If you go to Palestine (said Nordau) and see a house with a tidy appearance, and ask, Whose house is this? you will be answered, 'It is that of a Jew and a Zionist'. If you see people who are decently clothed, who hold their heads high, who sedulously cultivate the soil; and if, in the midst of deserts where there is no shade, you light upon a place where there are trees, and you ask who planted these trees, again you will be told 'a Jew and a Zionist did this work'. This creates an impression and is a herald of Jewish capacity and dignity.

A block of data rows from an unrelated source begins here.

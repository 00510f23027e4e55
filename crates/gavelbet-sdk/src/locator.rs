use crate::address::Address;
use crate::chain::ChainBackend;
use crate::error::{Error, Result};
use crate::ledger::{OutputDatum, UnspentOutput};
use crate::plutus::{FromPlutusData, ToPlutusData};

/// A contract output together with its decoded state.
#[derive(Debug, Clone, PartialEq, Eq)]
pub struct Located<S> {
    pub utxo: UnspentOutput,
    pub state: S,
}

/// Find the output at `address` whose datum is exactly `expected`.
///
/// Outputs are matched on the datum hash. Inline datums that were encoded
/// with a different (but valid) CBOR layout still match when they decode to
/// the same state. Outputs without a datum, or with a datum that fails to
/// decode, are skipped.
pub async fn find_by_state<S>(
    chain: &dyn ChainBackend,
    address: &Address,
    expected: &S,
) -> Result<UnspentOutput>
where
    S: ToPlutusData + FromPlutusData + PartialEq,
{
    let utxos = chain.fetch_outputs_at_address(address).await?;
    log::debug!("scanning {} outputs at {address}", utxos.len());
    select_by_state(utxos, expected)?
        .ok_or_else(|| Error::NotFound(format!("no output at {address} carries the expected state")))
}

/// Every output at `address` whose decoded state satisfies `predicate`.
pub async fn find_all_by_predicate<S, P>(
    chain: &dyn ChainBackend,
    address: &Address,
    predicate: P,
) -> Result<Vec<Located<S>>>
where
    S: FromPlutusData,
    P: Fn(&S) -> bool,
{
    let utxos = chain.fetch_outputs_at_address(address).await?;
    Ok(filter_by_predicate(utxos, predicate))
}

/// First output in `utxos` carrying `expected`.
pub fn select_by_state<S>(utxos: Vec<UnspentOutput>, expected: &S) -> Result<Option<UnspentOutput>>
where
    S: ToPlutusData + FromPlutusData + PartialEq,
{
    let expected_hash = expected.to_plutus_data().hash()?;
    for utxo in utxos {
        match &utxo.output.datum {
            OutputDatum::None => continue,
            OutputDatum::Hash(h) => {
                if *h == expected_hash {
                    return Ok(Some(utxo));
                }
            }
            OutputDatum::Inline(_) => {
                if utxo.datum_hash() == Some(expected_hash) {
                    return Ok(Some(utxo));
                }
                match utxo.decode_state::<S>() {
                    Ok(state) if state == *expected => return Ok(Some(utxo)),
                    Ok(_) => {}
                    Err(e) => log::warn!("skipping {}: {e}", utxo.out_ref),
                }
            }
        }
    }
    Ok(None)
}

pub fn filter_by_predicate<S, P>(utxos: Vec<UnspentOutput>, predicate: P) -> Vec<Located<S>>
where
    S: FromPlutusData,
    P: Fn(&S) -> bool,
{
    let mut found = Vec::new();
    for utxo in utxos {
        if matches!(utxo.output.datum, OutputDatum::None) {
            continue;
        }
        match utxo.decode_state::<S>() {
            Ok(state) if predicate(&state) => found.push(Located { utxo, state }),
            Ok(_) => {}
            Err(e) => log::warn!("skipping {}: {e}", utxo.out_ref),
        }
    }
    found
}
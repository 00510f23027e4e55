pub mod commands;
pub mod config;
pub mod logging;
pub mod secrets;
pub mod session;
pub mod workflow;

use thiserror::Error;

pub use config::{AppConfig, ConfigError};
pub use secrets::{
    ChainedSecretProvider, EncryptedKeyStore, EnvSecretProvider, FileSecretProvider,
    SecretError, SecretProvider,
};
pub use session::Session;
pub use workflow::{AuctionWorkflow, BetWorkflow, WorkflowStore};

/// Key names the secret provider is asked for.
pub const WALLET_KEY: &str = "wallet";
pub const ORACLE_KEY: &str = "oracle";
pub const COUNTERPARTY_KEY: &str = "counterparty";

#[derive(Error, Debug)]
pub enum AppError {
    #[error(transparent)]
    Sdk(#[from] gavelbet_sdk::Error),

    #[error(transparent)]
    Config(#[from] ConfigError),

    #[error(transparent)]
    Secret(#[from] SecretError),

    #[error("IO error: {0}")]
    Io(#[from] std::io::Error),

    #[error("unknown workflow {0}")]
    UnknownWorkflow(String),

    #[error("workflow {0} is already finished")]
    WorkflowFinished(String),

    #[error("invalid input: {0}")]
    InvalidInput(String),

    #[error("logging setup failed: {0}")]
    Logging(String),
}
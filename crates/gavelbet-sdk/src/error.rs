use crate::auction::state::AuctionStatus;
use crate::hashing::TxId;
use thiserror::Error;

#[derive(Debug, Error)]
pub enum Error {
    #[error("structured data encoding error: {0}")]
    Encoding(String),

    #[error("contract compilation failed: {0}")]
    Compilation(String),

    #[error("invalid address: {0}")]
    Address(String),

    #[error("not found: {0}")]
    NotFound(String),

    #[error("not authorized: {0}")]
    Authorization(String),

    #[error("too early or too late: {0}")]
    Timing(String),

    #[error("auction not in expected status (expected {expected:?}, found {found:?})")]
    InvalidAuctionStatus {
        expected: AuctionStatus,
        found: AuctionStatus,
    },

    #[error("bet has not been joined yet")]
    BetNotJoined,

    #[error("bet has already been joined")]
    BetAlreadyJoined,

    #[error("bid of {bid} lovelace does not exceed the current highest bid of {highest}")]
    BidTooLow { bid: u64, highest: u64 },

    #[error("amount must be non-zero")]
    ZeroAmount,

    #[error("value arithmetic overflow")]
    ValueOverflow,

    #[error("insufficient funds: {0}")]
    InsufficientFunds(String),

    #[error("transaction balancing failed: {0}")]
    Balancing(String),

    #[error("output carries {actual} lovelace, ledger minimum is {required}")]
    BelowMinUtxo { required: u64, actual: u64 },

    #[error("no pure-lovelace wallet output available as collateral")]
    NoCollateral,

    #[error("execution budget exceeds the per-transaction limit: {0}")]
    ExecutionBudget(String),

    #[error("signer error: {0}")]
    Signer(String),

    #[error("missing signatures from: {}", .0.join(", "))]
    MissingSigner(Vec<String>),

    #[error("wallet error: {0}")]
    Wallet(String),

    #[error("chain query error: {0}")]
    Query(String),

    #[error("submission rejected: {0}")]
    Submission(String),

    #[error("transaction {tx_id} not visible after {attempts} attempts")]
    VisibilityTimeout { tx_id: TxId, attempts: u32 },
}

pub type Result<T> = std::result::Result<T, Error>;

impl Error {
    /// True for the "not yet propagated" family that post-submission polling retries on.
    pub fn is_not_found(&self) -> bool {
        matches!(self, Error::NotFound(_))
    }
}

impl From<minicbor::decode::Error> for Error {
    fn from(e: minicbor::decode::Error) -> Self {
        Error::Encoding(e.to_string())
    }
}

impl From<minicbor::encode::Error<std::convert::Infallible>> for Error {
    fn from(e: minicbor::encode::Error<std::convert::Infallible>) -> Self {
        Error::Encoding(e.to_string())
    }
}
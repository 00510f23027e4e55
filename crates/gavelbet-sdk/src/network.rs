use serde::{Deserialize, Serialize};

/// Network variants for Cardano.
#[derive(Debug, Clone, Copy, PartialEq, Eq, Hash, Serialize, Deserialize)]
#[serde(rename_all = "lowercase")]
pub enum Network {
    Mainnet,
    Preprod,
    Preview,
}

/// Conversion between POSIX time and ledger slots.
#[derive(Debug, Clone, Copy, PartialEq, Eq)]
pub struct SlotConfig {
    pub zero_time_ms: u64,
    pub zero_slot: u64,
    pub slot_length_ms: u64,
}

impl SlotConfig {
    /// Slot containing `posix_ms`. Times before the network start clamp to `zero_slot`.
    pub fn posix_to_slot(&self, posix_ms: u64) -> u64 {
        let elapsed = posix_ms.saturating_sub(self.zero_time_ms);
        self.zero_slot + elapsed / self.slot_length_ms
    }

    /// First slot whose start is at or after `posix_ms`.
    pub fn posix_to_slot_ceil(&self, posix_ms: u64) -> u64 {
        let elapsed = posix_ms.saturating_sub(self.zero_time_ms);
        self.zero_slot + elapsed.div_ceil(self.slot_length_ms)
    }

    pub fn slot_to_posix(&self, slot: u64) -> u64 {
        self.zero_time_ms + slot.saturating_sub(self.zero_slot) * self.slot_length_ms
    }
}

impl Network {
    pub fn is_mainnet(self) -> bool {
        matches!(self, Network::Mainnet)
    }

    /// Network id nibble carried in the address header.
    pub fn network_id(self) -> u8 {
        match self {
            Network::Mainnet => 1,
            Network::Preprod | Network::Preview => 0,
        }
    }

    pub fn address_hrp(self) -> &'static str {
        match self {
            Network::Mainnet => "addr",
            Network::Preprod | Network::Preview => "addr_test",
        }
    }

    pub fn blockfrost_url(self) -> &'static str {
        match self {
            Network::Mainnet => "https://cardano-mainnet.blockfrost.io/api/v0",
            Network::Preprod => "https://cardano-preprod.blockfrost.io/api/v0",
            Network::Preview => "https://cardano-preview.blockfrost.io/api/v0",
        }
    }

    pub fn slot_config(self) -> SlotConfig {
        match self {
            Network::Mainnet => SlotConfig {
                zero_time_ms: 1_596_059_091_000,
                zero_slot: 4_492_800,
                slot_length_ms: 1000,
            },
            Network::Preprod => SlotConfig {
                zero_time_ms: 1_655_769_600_000,
                zero_slot: 86_400,
                slot_length_ms: 1000,
            },
            Network::Preview => SlotConfig {
                zero_time_ms: 1_666_656_000_000,
                zero_slot: 0,
                slot_length_ms: 1000,
            },
        }
    }

    pub fn as_str(self) -> &'static str {
        match self {
            Network::Mainnet => "mainnet",
            Network::Preprod => "preprod",
            Network::Preview => "preview",
        }
    }
}

impl std::fmt::Display for Network {
    fn fmt(&self, f: &mut std::fmt::Formatter<'_>) -> std::fmt::Result {
        f.write_str(self.as_str())
    }
}

impl std::str::FromStr for Network {
    type Err = String;

    fn from_str(s: &str) -> std::result::Result<Self, Self::Err> {
        match s.to_lowercase().as_str() {
            "mainnet" | "cardano" => Ok(Network::Mainnet),
            "preprod" | "testnet" => Ok(Network::Preprod),
            "preview" => Ok(Network::Preview),
            _ => Err(format!("invalid network: {}", s)),
        }
    }
}
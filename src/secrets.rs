use std::fs;
use std::path::{Path, PathBuf};

use aes_gcm::aead::Aead;
use aes_gcm::{Aes256Gcm, KeyInit, Nonce};
use base64::engine::general_purpose::STANDARD as BASE64;
use base64::Engine;
use gavelbet_sdk::KeySigner;
use serde::{Deserialize, Serialize};
use thiserror::Error;
use zeroize::Zeroizing;

pub const ENV_KEY_PREFIX: &str = "GAVELBET_KEY_";

#[derive(Error, Debug)]
pub enum SecretError {
    #[error("IO error: {0}")]
    Io(#[from] std::io::Error),

    #[error("JSON error: {0}")]
    Json(#[from] serde_json::Error),

    #[error("Crypto error: {0}")]
    Crypto(String),

    #[error("Wrong password")]
    WrongPassword,

    #[error("no key named {0}")]
    Unknown(String),

    #[error("invalid key {name}: {reason}")]
    Invalid { name: String, reason: String },
}

/// Resolves a named role (`wallet`, `oracle`, `counterparty`, ...) to its
/// signing key.
pub trait SecretProvider: Send + Sync {
    fn signing_key(&self, name: &str) -> Result<KeySigner, SecretError>;
}

fn invalid(name: &str, e: impl std::fmt::Display) -> SecretError {
    SecretError::Invalid {
        name: name.to_string(),
        reason: e.to_string(),
    }
}

fn check_name(name: &str) -> Result<(), SecretError> {
    let ok = !name.is_empty()
        && name
            .chars()
            .all(|c| c.is_ascii_alphanumeric() || c == '_' || c == '-');
    if ok {
        Ok(())
    } else {
        Err(invalid(name, "key names are [A-Za-z0-9_-]+"))
    }
}

// ============================================================================
// Encrypted key store
// ============================================================================

#[derive(Serialize, Deserialize)]
struct EncryptedKeyFile {
    salt: String,
    nonce: String,
    ciphertext: String,
}

/// Password-protected seeds, one `<name>.key.json` per role: argon2 derives
/// the AES-256-GCM key from the password.
pub struct EncryptedKeyStore {
    dir: PathBuf,
}

impl EncryptedKeyStore {
    pub fn new(data_dir: &Path) -> Self {
        Self {
            dir: data_dir.join("keys"),
        }
    }

    fn file_path(&self, name: &str) -> PathBuf {
        self.dir.join(format!("{name}.key.json"))
    }

    pub fn exists(&self, name: &str) -> bool {
        self.file_path(name).exists()
    }

    /// Generate a fresh key for `name` and store it. Returns the new signer.
    pub fn create(&self, name: &str, password: &str) -> Result<KeySigner, SecretError> {
        let seed = Zeroizing::new(rand::random::<[u8; 32]>());
        self.save(name, &seed, password)?;
        Ok(KeySigner::from_seed(&seed))
    }

    pub fn save(&self, name: &str, seed: &[u8; 32], password: &str) -> Result<(), SecretError> {
        check_name(name)?;
        let salt: [u8; 16] = rand::random();
        let cipher = derive_cipher(password, &salt)?;
        let nonce_bytes: [u8; 12] = rand::random();
        let nonce = Nonce::from_slice(&nonce_bytes);
        let ciphertext = cipher
            .encrypt(nonce, seed.as_slice())
            .map_err(|e| SecretError::Crypto(e.to_string()))?;

        let file = EncryptedKeyFile {
            salt: BASE64.encode(salt),
            nonce: BASE64.encode(nonce_bytes),
            ciphertext: BASE64.encode(ciphertext),
        };

        fs::create_dir_all(&self.dir)?;
        let json = serde_json::to_string_pretty(&file)?;
        fs::write(self.file_path(name), json)?;
        tracing::info!(key = name, "stored key");
        Ok(())
    }

    pub fn load(&self, name: &str, password: &str) -> Result<KeySigner, SecretError> {
        check_name(name)?;
        let path = self.file_path(name);
        if !path.exists() {
            return Err(SecretError::Unknown(name.to_string()));
        }
        let contents = fs::read_to_string(path)?;
        let file: EncryptedKeyFile = serde_json::from_str(&contents)?;

        let salt = BASE64
            .decode(&file.salt)
            .map_err(|e| SecretError::Crypto(e.to_string()))?;
        let cipher = derive_cipher(password, &salt)?;
        let nonce_bytes = BASE64
            .decode(&file.nonce)
            .map_err(|e| SecretError::Crypto(e.to_string()))?;
        if nonce_bytes.len() != 12 {
            return Err(SecretError::Crypto("nonce must be 12 bytes".into()));
        }
        let nonce = Nonce::from_slice(&nonce_bytes);
        let ciphertext = BASE64
            .decode(&file.ciphertext)
            .map_err(|e| SecretError::Crypto(e.to_string()))?;

        let plaintext = Zeroizing::new(
            cipher
                .decrypt(nonce, ciphertext.as_ref())
                .map_err(|_| SecretError::WrongPassword)?,
        );
        let seed: &[u8; 32] = plaintext
            .as_slice()
            .try_into()
            .map_err(|_| invalid(name, "stored seed is not 32 bytes"))?;
        Ok(KeySigner::from_seed(seed))
    }

    /// Bind a password so the store can serve as a [`SecretProvider`].
    pub fn unlock(self, password: &str) -> UnlockedKeyStore {
        UnlockedKeyStore {
            store: self,
            password: Zeroizing::new(password.to_string()),
        }
    }
}

fn derive_cipher(password: &str, salt: &[u8]) -> Result<Aes256Gcm, SecretError> {
    let mut key_bytes = Zeroizing::new([0u8; 32]);
    argon2::Argon2::default()
        .hash_password_into(password.as_bytes(), salt, key_bytes.as_mut_slice())
        .map_err(|e| SecretError::Crypto(e.to_string()))?;
    Aes256Gcm::new_from_slice(key_bytes.as_slice()).map_err(|e| SecretError::Crypto(e.to_string()))
}

pub struct UnlockedKeyStore {
    store: EncryptedKeyStore,
    password: Zeroizing<String>,
}

impl SecretProvider for UnlockedKeyStore {
    fn signing_key(&self, name: &str) -> Result<KeySigner, SecretError> {
        self.store.load(name, &self.password)
    }
}

// ============================================================================
// Environment and cardano-cli key files
// ============================================================================

/// Hex seeds from `GAVELBET_KEY_<NAME>`.
#[derive(Debug, Default, Clone, Copy)]
pub struct EnvSecretProvider;

impl EnvSecretProvider {
    pub fn var_name(name: &str) -> String {
        format!("{ENV_KEY_PREFIX}{}", name.to_ascii_uppercase().replace('-', "_"))
    }
}

impl SecretProvider for EnvSecretProvider {
    fn signing_key(&self, name: &str) -> Result<KeySigner, SecretError> {
        check_name(name)?;
        let value = std::env::var(Self::var_name(name))
            .map(Zeroizing::new)
            .map_err(|_| SecretError::Unknown(name.to_string()))?;
        KeySigner::from_seed_hex(&value).map_err(|e| invalid(name, e))
    }
}

/// cardano-cli `<name>.skey` files in one directory.
pub struct FileSecretProvider {
    dir: PathBuf,
}

impl FileSecretProvider {
    pub fn new(dir: &Path) -> Self {
        Self {
            dir: dir.to_path_buf(),
        }
    }
}

impl SecretProvider for FileSecretProvider {
    fn signing_key(&self, name: &str) -> Result<KeySigner, SecretError> {
        check_name(name)?;
        let path = self.dir.join(format!("{name}.skey"));
        if !path.exists() {
            return Err(SecretError::Unknown(name.to_string()));
        }
        let envelope = Zeroizing::new(fs::read_to_string(path)?);
        KeySigner::from_text_envelope(&envelope).map_err(|e| invalid(name, e))
    }
}

/// Tries each provider in order; the first one that knows the name wins.
pub struct ChainedSecretProvider {
    providers: Vec<Box<dyn SecretProvider>>,
}

impl ChainedSecretProvider {
    pub fn new(providers: Vec<Box<dyn SecretProvider>>) -> Self {
        Self { providers }
    }
}

impl SecretProvider for ChainedSecretProvider {
    fn signing_key(&self, name: &str) -> Result<KeySigner, SecretError> {
        for provider in &self.providers {
            match provider.signing_key(name) {
                Err(SecretError::Unknown(_)) => continue,
                other => return other,
            }
        }
        Err(SecretError::Unknown(name.to_string()))
    }
}

#[cfg(test)]
mod tests {
    use super::*;

    #[test]
    fn encrypted_roundtrip() {
        let dir = tempfile::tempdir().unwrap();
        let store = EncryptedKeyStore::new(dir.path());
        assert!(!store.exists("oracle"));

        let created = store.create("oracle", "hunter2").unwrap();
        assert!(store.exists("oracle"));
        let loaded = store.load("oracle", "hunter2").unwrap();
        assert_eq!(loaded.public_key_hash(), created.public_key_hash());

        let provider = store.unlock("hunter2");
        assert_eq!(
            provider.signing_key("oracle").unwrap().public_key_hash(),
            created.public_key_hash()
        );
    }

    #[test]
    fn wrong_password() {
        let dir = tempfile::tempdir().unwrap();
        let store = EncryptedKeyStore::new(dir.path());
        store.create("wallet", "right").unwrap();
        assert!(matches!(
            store.load("wallet", "wrong"),
            Err(SecretError::WrongPassword)
        ));
    }

    #[test]
    fn file_holds_no_plain_seed() {
        let dir = tempfile::tempdir().unwrap();
        let store = EncryptedKeyStore::new(dir.path());
        let seed = rand::random::<[u8; 32]>();
        store.save("counterparty", &seed, "pw").unwrap();
        let raw = fs::read_to_string(dir.path().join("keys/counterparty.key.json")).unwrap();
        assert!(!raw.contains(&hex::encode(seed)));
        assert!(!raw.contains(&BASE64.encode(seed)));
    }

    #[test]
    fn unknown_and_bad_names() {
        let dir = tempfile::tempdir().unwrap();
        let provider = EncryptedKeyStore::new(dir.path()).unlock("pw");
        assert!(matches!(
            provider.signing_key("nobody"),
            Err(SecretError::Unknown(_))
        ));
        assert!(matches!(
            provider.signing_key("../etc"),
            Err(SecretError::Invalid { .. })
        ));
    }

    #[test]
    fn skey_files() {
        let dir = tempfile::tempdir().unwrap();
        let seed = rand::random::<[u8; 32]>();
        let envelope = format!(
            r#"{{"type":"PaymentSigningKeyShelley_ed25519","description":"Payment Signing Key","cborHex":"5820{}"}}"#,
            hex::encode(seed)
        );
        fs::write(dir.path().join("oracle.skey"), envelope).unwrap();

        let provider = FileSecretProvider::new(dir.path());
        let key = provider.signing_key("oracle").unwrap();
        assert_eq!(
            key.public_key_hash(),
            KeySigner::from_seed(&seed).public_key_hash()
        );
    }

    #[test]
    fn env_provider_reads_hex_seed() {
        let seed = rand::random::<[u8; 32]>();
        let name = "env-test-player";
        std::env::set_var(EnvSecretProvider::var_name(name), hex::encode(seed));
        assert_eq!(
            EnvSecretProvider::var_name(name),
            "GAVELBET_KEY_ENV_TEST_PLAYER"
        );
        let key = EnvSecretProvider.signing_key(name).unwrap();
        assert_eq!(
            key.public_key_hash(),
            KeySigner::from_seed(&seed).public_key_hash()
        );
        assert!(matches!(
            EnvSecretProvider.signing_key("env-test-absent"),
            Err(SecretError::Unknown(_))
        ));
    }

    #[test]
    fn chain_falls_through_unknown() {
        let dir = tempfile::tempdir().unwrap();
        let seed = rand::random::<[u8; 32]>();
        let store = EncryptedKeyStore::new(dir.path());
        store.save("oracle", &seed, "pw").unwrap();

        let chained = ChainedSecretProvider::new(vec![
            Box::new(FileSecretProvider::new(dir.path())),
            Box::new(EncryptedKeyStore::new(dir.path()).unlock("pw")),
        ]);
        assert_eq!(
            chained.signing_key("oracle").unwrap().public_key_hash(),
            KeySigner::from_seed(&seed).public_key_hash()
        );
        assert!(matches!(
            chained.signing_key("missing"),
            Err(SecretError::Unknown(_))
        ));
    }
}
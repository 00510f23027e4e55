use serde::{Deserialize, Serialize};

use crate::error::{Error, Result};
use crate::hashing::KeyHash;
use crate::plutus::{FromPlutusData, PlutusData, ToPlutusData};

/// Lifecycle of an auction output. Encoded on chain as a zero-field
/// constructor whose alternative is the discriminant.
#[derive(Debug, Clone, Copy, PartialEq, Eq, Hash, Serialize, Deserialize)]
#[repr(u64)]
pub enum AuctionStatus {
    /// Deployed with the minimum deposit, no bid yet.
    NotStarted = 0,
    /// Open for bids until the deadline.
    Started = 1,
    /// A superseded bid, waiting for its bidder to withdraw it.
    Outbid = 2,
    /// Settled. Never appears on chain since End leaves no continuing output.
    Ended = 3,
}

impl AuctionStatus {
    pub fn from_u64(v: u64) -> Option<Self> {
        match v {
            0 => Some(Self::NotStarted),
            1 => Some(Self::Started),
            2 => Some(Self::Outbid),
            3 => Some(Self::Ended),
            _ => None,
        }
    }

    pub fn as_u64(self) -> u64 {
        self as u64
    }
}

impl ToPlutusData for AuctionStatus {
    fn to_plutus_data(&self) -> PlutusData {
        PlutusData::unit(self.as_u64())
    }
}

impl FromPlutusData for AuctionStatus {
    fn from_plutus_data(data: &PlutusData) -> Result<Self> {
        let alt = data.as_unit()?;
        Self::from_u64(alt).ok_or_else(|| Error::Encoding(format!("unknown auction status {alt}")))
    }
}

/// Datum of an auction output.
#[derive(Debug, Clone, PartialEq, Eq, Hash, Serialize, Deserialize)]
pub struct AuctionState {
    pub seller: KeyHash,
    /// Identifier of the auctioned object, free-form bytes.
    pub object: Vec<u8>,
    /// POSIX milliseconds.
    pub deadline: u64,
    pub status: AuctionStatus,
    pub highest_bidder: KeyHash,
    pub highest_bid: u64,
}

impl AuctionState {
    /// State locked by Deploy: no bid, the seller standing in as bidder.
    pub fn deployed(seller: KeyHash, object: impl Into<Vec<u8>>, deadline: u64) -> Self {
        Self {
            seller,
            object: object.into(),
            deadline,
            status: AuctionStatus::NotStarted,
            highest_bidder: seller,
            highest_bid: 0,
        }
    }

    /// State produced by Start: the seller's reserve is the opening bid.
    pub fn started(&self, starting_bid: u64) -> Self {
        Self {
            status: AuctionStatus::Started,
            highest_bidder: self.seller,
            highest_bid: starting_bid,
            ..self.clone()
        }
    }

    /// States produced by a Bid: the new live state and the superseded one.
    pub fn outbid_by(&self, bidder: KeyHash, amount: u64) -> (Self, Self) {
        let next = Self {
            status: AuctionStatus::Started,
            highest_bidder: bidder,
            highest_bid: amount,
            ..self.clone()
        };
        let superseded = Self {
            status: AuctionStatus::Outbid,
            ..self.clone()
        };
        (next, superseded)
    }

    /// Object identifier for display.
    pub fn object_label(&self) -> String {
        String::from_utf8_lossy(&self.object).into_owned()
    }

    pub fn ensure_status(&self, expected: AuctionStatus) -> Result<()> {
        if self.status != expected {
            return Err(Error::InvalidAuctionStatus {
                expected,
                found: self.status,
            });
        }
        Ok(())
    }
}

impl ToPlutusData for AuctionState {
    fn to_plutus_data(&self) -> PlutusData {
        PlutusData::constr(
            0,
            vec![
                PlutusData::bytes(self.seller),
                PlutusData::bytes(&self.object),
                PlutusData::integer(self.deadline),
                self.status.to_plutus_data(),
                PlutusData::bytes(self.highest_bidder),
                PlutusData::integer(self.highest_bid),
            ],
        )
    }
}

impl FromPlutusData for AuctionState {
    fn from_plutus_data(data: &PlutusData) -> Result<Self> {
        let f = data.expect_constr(0, 6)?;
        Ok(Self {
            seller: f[0].as_key_hash()?,
            object: f[1].as_bytes()?.to_vec(),
            deadline: f[2].as_u64()?,
            status: AuctionStatus::from_plutus_data(&f[3])?,
            highest_bidder: f[4].as_key_hash()?,
            highest_bid: f[5].as_u64()?,
        })
    }
}

#[cfg(test)]
mod tests {
    use super::*;

    fn sample() -> AuctionState {
        AuctionState::deployed(KeyHash([1; 28]), "Painting#1", 1_700_000_000_000)
    }

    #[test]
    fn status_roundtrip() {
        for v in 0..=3 {
            let status = AuctionStatus::from_u64(v).unwrap();
            assert_eq!(status.as_u64(), v);
            assert_eq!(
                AuctionStatus::from_plutus_data(&status.to_plutus_data()).unwrap(),
                status
            );
        }
        assert!(AuctionStatus::from_u64(4).is_none());
    }

    #[test]
    fn plain_integer_status_is_rejected() {
        let mut data = sample().to_plutus_data();
        if let PlutusData::Constr { fields, .. } = &mut data {
            fields[3] = PlutusData::integer(1);
        }
        assert!(matches!(
            AuctionState::from_plutus_data(&data),
            Err(Error::Encoding(_))
        ));
    }

    #[test]
    fn datum_roundtrip_through_cbor() {
        let state = sample().started(100_000_000);
        let cbor = state.to_plutus_data().to_cbor().unwrap();
        let decoded = AuctionState::from_plutus_data(&PlutusData::from_cbor(&cbor).unwrap()).unwrap();
        assert_eq!(decoded, state);

        let boundary = AuctionState {
            object: vec![0xff; 200],
            highest_bid: 0,
            ..state
        };
        let cbor = boundary.to_plutus_data().to_cbor().unwrap();
        assert_eq!(
            AuctionState::from_plutus_data(&PlutusData::from_cbor(&cbor).unwrap()).unwrap(),
            boundary
        );
    }

    #[test]
    fn deployed_layout() {
        let hex = hex::encode(sample().to_plutus_data().to_cbor().unwrap());
        // Constr0 [seller, object, deadline, Constr0 [], seller, 0]
        assert!(hex.starts_with("d8799f581c"));
        assert!(hex.ends_with("d87980581c01010101010101010101010101010101010101010101010101010101 00ff".replace(' ', "").as_str()));
    }

    #[test]
    fn transitions() {
        let started = sample().started(100);
        assert_eq!(started.status, AuctionStatus::Started);
        assert_eq!(started.highest_bidder, started.seller);

        let (next, superseded) = started.outbid_by(KeyHash([2; 28]), 150);
        assert_eq!(next.highest_bid, 150);
        assert_eq!(next.highest_bidder, KeyHash([2; 28]));
        assert_eq!(superseded.status, AuctionStatus::Outbid);
        assert_eq!(superseded.highest_bid, 100);
        assert_ne!(
            next.to_plutus_data().hash().unwrap(),
            superseded.to_plutus_data().hash().unwrap()
        );
    }
}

Wolffsohn died in September 1914. During his illness the leadership of the movement was vested in the Inner Actions Committee, consisting of Warburg, Tchlenov, Sokolov, Hantke, Lewin, and Jacobson, and the administration had been shifted for a while from Cologne to Berlin under Sokolov’s management; but the outbreak of the Great War made it necessary for the Zionists to leave Berlin. The members of the Inner Actions Committee went to Copenhagen, and then to New York, where a Provisional Actions Committee, or Emergency Executive, was organized under the chairmanship of Louis D. Brandeis, now a Judge of the Supreme Court of the United States. His Jewish Problem and How to Solve It[2] is one of the most striking Zionist pamphlets which have appeared. He claims that Zionism is not incompatible with patriotism, that it has brought inspiration to the Jews in the Diaspora, and that three million American Jews—a fifth of all the Jews in the world—may well insist that

Jews are a distinct nationality, of which every Jew, whatever his country, his station or shade of belief, is necessarily a member. Let us insist that the struggle for liberty shall not cease until equality of opportunity is accorded to nationalities as to individuals. Let us insist also that full equality of opportunity cannot be obtained by Jews until we, like members of other nationalities, shall have the option of living elsewhere or of returning to the land of our forefathers.


  1. Thus Thomsen's Palästina-Literatur contains 84 entries between 1895 and 1904, and 311 entries, including 40 newspapers and magazines, for 1904–9. See also Zeitlin's Bibliotheca Sionistica, 1852–1905, limited to Hebrew books on Zionism.
  2. Zionist Essays Publication Committee, New York, 1915.